See HARDENING.md for the full audit trail and verification steps.
2026-04-12 14:23:57 +02:00

91 lines
4.3 KiB
Markdown

# CLAUDE.md
This file provides guidance to Claude Code (claude.ai/code) when working with code in this repository.
## Project Overview
DeerFlow Frontend is a Next.js 16 web interface for an AI agent system. It communicates with a LangGraph-based backend to provide thread-based AI conversations with streaming responses, artifacts, and a skills/tools system.
**Stack**: Next.js 16, React 19, TypeScript 5.8, Tailwind CSS 4, pnpm 10.26.2
## Commands
| Command | Purpose |
| ---------------- | ------------------------------------------------- |
| `pnpm dev` | Dev server with Turbopack (http://localhost:3000) |
| `pnpm build` | Production build |
| `pnpm check` | Lint + type check (run before committing) |
| `pnpm lint` | ESLint only |
| `pnpm lint:fix` | ESLint with auto-fix |
| `pnpm typecheck` | TypeScript type check (`tsc --noEmit`) |
| `pnpm start` | Start production server |
No test framework is configured.
## Architecture
```
Frontend (Next.js) ──▶ LangGraph SDK ──▶ LangGraph Backend (lead_agent)
├── Sub-Agents
└── Tools & Skills
```
The frontend is a stateful chat application. Users create **threads** (conversations), send messages, and receive streamed AI responses. The backend orchestrates agents that can produce **artifacts** (files/code) and **todos**.
### Source Layout (`src/`)
- **`app/`** — Next.js App Router. Routes: `/` (landing), `/workspace/chats/[thread_id]` (chat).
- **`components/`** — React components split into:
- `ui/` — Shadcn UI primitives (auto-generated, ESLint-ignored)
- `ai-elements/` — Vercel AI SDK elements (auto-generated, ESLint-ignored)
- `workspace/` — Chat page components (messages, artifacts, settings)
- `landing/` — Landing page sections
- **`core/`** — Business logic, the heart of the app:
- `threads/` — Thread creation, streaming, state management (hooks + types)
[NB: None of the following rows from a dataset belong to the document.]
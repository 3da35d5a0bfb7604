//! Collaborator error types.

use domain::ProductId;
use thiserror::Error;

/// Which collaborator an error originated from.
#[derive(Debug, Clone, Copy, PartialEq, Eq, Hash)]
pub enum Collaborator {
    Cart,
    Product,
    Inventory,
    Payment,
}

impl Collaborator {
    /// Returns the collaborator name as a string.
    pub fn as_str(&self) -> &'static str {
        match self {
            Collaborator::Cart => "cart",
            Collaborator::Product => "product",
            Collaborator::Inventory => "inventory",
            Collaborator::Payment => "payment",
        }
    }
}

impl std::fmt::Display for Collaborator {
    fn fmt(&self, f: &mut std::fmt::Formatter<'_>) -> std::fmt::Result {
        write!(f, "{}", self.as_str())
    }
}

/// Errors raised by collaborator clients.
#[derive(Debug, Error)]
pub enum CollaboratorError {
    /// Transport failure or unexpected status from a collaborator.
    ///
    /// `uncertain` is true when the request may have taken effect on the
    /// server side (timeout, connection dropped mid-flight). The
    /// orchestrator uses it to decide whether a compensation needs a
    /// reconciliation log entry.
    #[error("{which} collaborator unavailable: {cause}")]
    Unavailable {
        which: Collaborator,
        cause: String,
        uncertain: bool,
    },

    /// The product does not exist in the catalog.
    #[error("product {product_id} not found")]
    ProductNotFound { product_id: ProductId },

    /// No stock record exists for the product.
    #[error("no stock record for product {product_id}")]
    StockNotFound { product_id: ProductId },

    /// A negative stock delta was rejected for lack of stock.
    #[error("insufficient stock for product {product_id}")]
    InsufficientStock { product_id: ProductId },
}

impl CollaboratorError {
    /// True if the call's server-side effect is unknown.
    pub fn is_uncertain(&self) -> bool {
        matches!(
            self,
            CollaboratorError::Unavailable {
                uncertain: true,
                ..
            }
        )
    }

    pub(crate) fn from_transport(which: Collaborator, err: reqwest::Error) -> Self {
        // A timeout or a mid-request failure leaves the server-side outcome
        // unknown; a connect error means the request never went out.
        let uncertain = err.is_timeout() || !err.is_connect();
        CollaboratorError::Unavailable {
            which,
            cause: err.to_string(),
            uncertain,
        }
    }

    pub(crate) fn from_status(which: Collaborator, status: reqwest::StatusCode) -> Self {
        CollaboratorError::Unavailable {
            which,
            cause: format!("unexpected status {status}"),
            uncertain: false,
        }
    }
}

/// Convenience type alias for collaborator call results.
pub type Result<T> = std::result::Result<T, CollaboratorError>;

#[cfg(test)]
mod tests {
    use super::*;

    #[test]
    fn test_uncertain_flag() {
        let err = CollaboratorError::Unavailable {
            which: Collaborator::Inventory,
            cause: "timeout".to_string(),
            uncertain: true,
        };
        assert!(err.is_uncertain());

        let err = CollaboratorError::ProductNotFound {
            product_id: ProductId::new(7),
        };
        assert!(!err.is_uncertain());
    }

    #[test]
    fn test_display_names_collaborator() {
        let err = CollaboratorError::Unavailable {
            which: Collaborator::Cart,
            cause: "connection refused".to_string(),
            uncertain: false,
        };
        assert!(err.to_string().contains("cart"));
    }
}
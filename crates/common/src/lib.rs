//! Shared identifier types used across the order placement crates.

mod types;

pub use types::{OrderId, OwnerId};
- `api/` — LangGraph client singleton
- `artifacts/` — Artifact loading and caching
- `i18n/` — Internationalization (en-US, zh-CN)
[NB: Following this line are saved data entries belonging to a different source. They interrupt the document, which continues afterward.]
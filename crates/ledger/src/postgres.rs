//! PostgreSQL-backed ledger implementation.

use async_trait::async_trait;
use chrono::Utc;
use common::{OrderId, OwnerId};
use domain::{Money, Order, OrderStatus, ValidatedLine};
use sqlx::{PgPool, Row};
use uuid::Uuid;

use crate::error::{LedgerError, Result};
use crate::store::OrderLedger;

/// PostgreSQL order ledger.
#[derive(Clone)]
pub struct PostgresLedger {
    pool: PgPool,
}

impl PostgresLedger {
    /// Creates a new PostgreSQL ledger.
    pub fn new(pool: PgPool) -> Self {
        Self { pool }
    }

    /// Gets a reference to the underlying connection pool.
    pub fn pool(&self) -> &PgPool {
        &self.pool
    }

    /// Runs the database migrations.
    pub async fn run_migrations(&self) -> std::result::Result<(), sqlx::migrate::MigrateError> {
        sqlx::migrate!("../../migrations").run(&self.pool).await
    }

    async fn transition(&self, order_id: OrderId, to: OrderStatus) -> Result<()> {
        let mut tx = self.pool.begin().await?;

        let current: Option<String> =
            sqlx::query_scalar("SELECT status FROM orders WHERE id = $1 FOR UPDATE")
                .bind(order_id.as_uuid())
                .fetch_optional(&mut *tx)
                .await?;

        let current = current.ok_or(LedgerError::OrderNotFound(order_id))?;
        let from: OrderStatus = current.parse().map_err(|detail| LedgerError::CorruptRow {
            order_id,
            detail,
        })?;

        if from != OrderStatus::Pending {
            return Err(LedgerError::Domain(
                domain::DomainError::InvalidStatusTransition { from, to },
            ));
        }

        sqlx::query("UPDATE orders SET status = $2 WHERE id = $1")
            .bind(order_id.as_uuid())
            .bind(to.as_str())
            .execute(&mut *tx)
            .await?;

        tx.commit().await?;
        Ok(())
    }
}

#[async_trait]
impl OrderLedger for PostgresLedger {
    async fn persist(
        &self,
        owner_id: OwnerId,
        shipping_address: &str,
        lines: Vec<ValidatedLine>,
    ) -> Result<Order> {
        let order = Order::new(OrderId::new(), owner_id, shipping_address, lines)?;

        // Header and lines commit together or not at all.
        let mut tx = self.pool.begin().await?;

        sqlx::query(
            r#"
            INSERT INTO orders (id, owner_id, total_price_cents, shipping_address, status, created_at)
            VALUES ($1, $2, $3, $4, $5, $6)
            "#,
        )
        .bind(order.id.as_uuid())
        .bind(order.owner_id.as_uuid())
        .bind(order.total_price.cents())
        .bind(&order.shipping_address)
        .bind(order.status.as_str())
        .bind(Utc::now())
        .execute(&mut *tx)
        .await?;

        for (line_no, line) in order.lines.iter().enumerate() {
            sqlx::query(
                r#"
                INSERT INTO order_lines (order_id, line_no, product_id, quantity, unit_price_cents)
                VALUES ($1, $2, $3, $4, $5)
                "#,
            )
            .bind(order.id.as_uuid())
            .bind(line_no as i32)
            .bind(line.product_id.as_i64())
            .bind(line.quantity as i32)
            .bind(line.unit_price.cents())
            .execute(&mut *tx)
            .await?;
        }

        tx.commit().await?;
        tracing::debug!(order_id = %order.id, lines = order.lines.len(), "order persisted");
        Ok(order)
    }

    async fn get_order(&self, order_id: OrderId) -> Result<Option<Order>> {
        let header = sqlx::query(
            r#"
            SELECT owner_id, total_price_cents, shipping_address, status
            FROM orders WHERE id = $1
            "#,
        )
        .bind(order_id.as_uuid())
        .fetch_optional(&self.pool)
        .await?;

        let Some(header) = header else {
            return Ok(None);
        };

        let status: OrderStatus = header
            .try_get::<String, _>("status")?
            .parse()
            .map_err(|detail| LedgerError::CorruptRow { order_id, detail })?;

        let line_rows = sqlx::query(
            r#"
            SELECT product_id, quantity, unit_price_cents
            FROM order_lines WHERE order_id = $1
            ORDER BY line_no ASC
            "#,
        )
        .bind(order_id.as_uuid())
        .fetch_all(&self.pool)
        .await?;

        let lines = line_rows
            .into_iter()
            .map(|row| {
                Ok(ValidatedLine::new(
                    row.try_get::<i64, _>("product_id")?,
                    row.try_get::<i32, _>("quantity")? as u32,
                    Money::from_cents(row.try_get::<i64, _>("unit_price_cents")?),
                ))
            })
            .collect::<Result<Vec<_>>>()?;

        Ok(Some(Order {
            id: order_id,
            owner_id: OwnerId::from_uuid(header.try_get::<Uuid, _>("owner_id")?),
            total_price: Money::from_cents(header.try_get::<i64, _>("total_price_cents")?),
            shipping_address: header.try_get("shipping_address")?,
            status,
            lines,
        }))
    }

    async fn complete(&self, order_id: OrderId) -> Result<()> {
        self.transition(order_id, OrderStatus::Completed).await
    }

    async fn mark_failed(&self, order_id: OrderId) -> Result<()> {
        self.transition(order_id, OrderStatus::Failed).await
    }
}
- `settings/` — User preferences in localStorage
- `memory/` — Persistent user memory system
- `skills/` — Skills installation and management
- `messages/` — Message processing and transformation
- `mcp/` — Model Context Protocol integration
- `models/` — TypeScript types and data models
- **`hooks/`** — Shared React hooks
- **`lib/`** — Utilities (`cn()` from clsx + tailwind-merge)
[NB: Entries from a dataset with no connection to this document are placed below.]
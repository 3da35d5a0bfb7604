//! The caller-visible result of a successful order placement.

use common::OrderId;
use domain::{Money, Order, ValidatedLine};
use serde::{Deserialize, Serialize};

/// What a caller receives when `place_order` succeeds.
///
/// `cart_clear_warning` surfaces a failed cart clear without failing the
/// order: a stale cart is a nuisance, not a correctness problem, and is
/// deliberately not compensated.
#[derive(Debug, Clone, PartialEq, Eq, Serialize, Deserialize)]
pub struct OrderReceipt {
    /// The ledger-assigned order ID.
    pub order_id: OrderId,
    /// Total at validation-time prices.
    pub total_price: Money,
    /// The lines the order was placed with.
    pub lines: Vec<ValidatedLine>,
    /// True if the cart could not be cleared after the order completed.
    pub cart_clear_warning: bool,
}

impl OrderReceipt {
    /// Builds a receipt from a finalized order.
    pub fn from_order(order: &Order, cart_clear_warning: bool) -> Self {
        Self {
            order_id: order.id,
            total_price: order.total_price,
            lines: order.lines.clone(),
            cart_clear_warning,
        }
    }
}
- **`server/`** — Server-side code (better-auth, not yet active)
- **`styles/`** — Global CSS with Tailwind v4 `@import` syntax and CSS variables for theming
### Data Flow
1. User input → thread hooks (`core/threads/hooks.ts`) → LangGraph SDK streaming
2. Stream events update thread state (messages, artifacts, todos)
3. TanStack Query manages server state; localStorage stores user settings
4. Components subscribe to thread state and render updates
### Key Patterns
- **Server Components by default**, `"use client"` only for interactive components
- **Thread hooks** (`useThreadStream`, `useSubmitThread`, `useThreads`) are the primary API interface
- **LangGraph client** is a singleton obtained via `getAPIClient()` in `core/api/`
- **Environment validation** uses `@t3-oss/env-nextjs` with Zod schemas (`src/env.js`). Skip with `SKIP_ENV_VALIDATION=1`
## Code Style
- **Imports**: Enforced ordering (builtin → external → internal → parent → sibling), alphabetized, newlines between groups. Use inline type imports: `import { type Foo }`.
- **Unused variables**: Prefix with `_`.
- **Class names**: Use `cn()` from `@/lib/utils` for conditional Tailwind classes.
- **Path alias**: `@/*` maps to `src/*`.
- **Components**: `ui/` and `ai-elements/` are generated from registries (Shadcn, MagicUI, React Bits, Vercel AI SDK) — don't manually edit these.
## Environment
Backend API URLs are optional; an nginx proxy is used by default:
```
NEXT_PUBLIC_BACKEND_BASE_URL=http://localhost:8001
NEXT_PUBLIC_LANGGRAPH_BASE_URL=http://localhost:2024
```
Requires Node.js 22+ and pnpm 10.26.2+.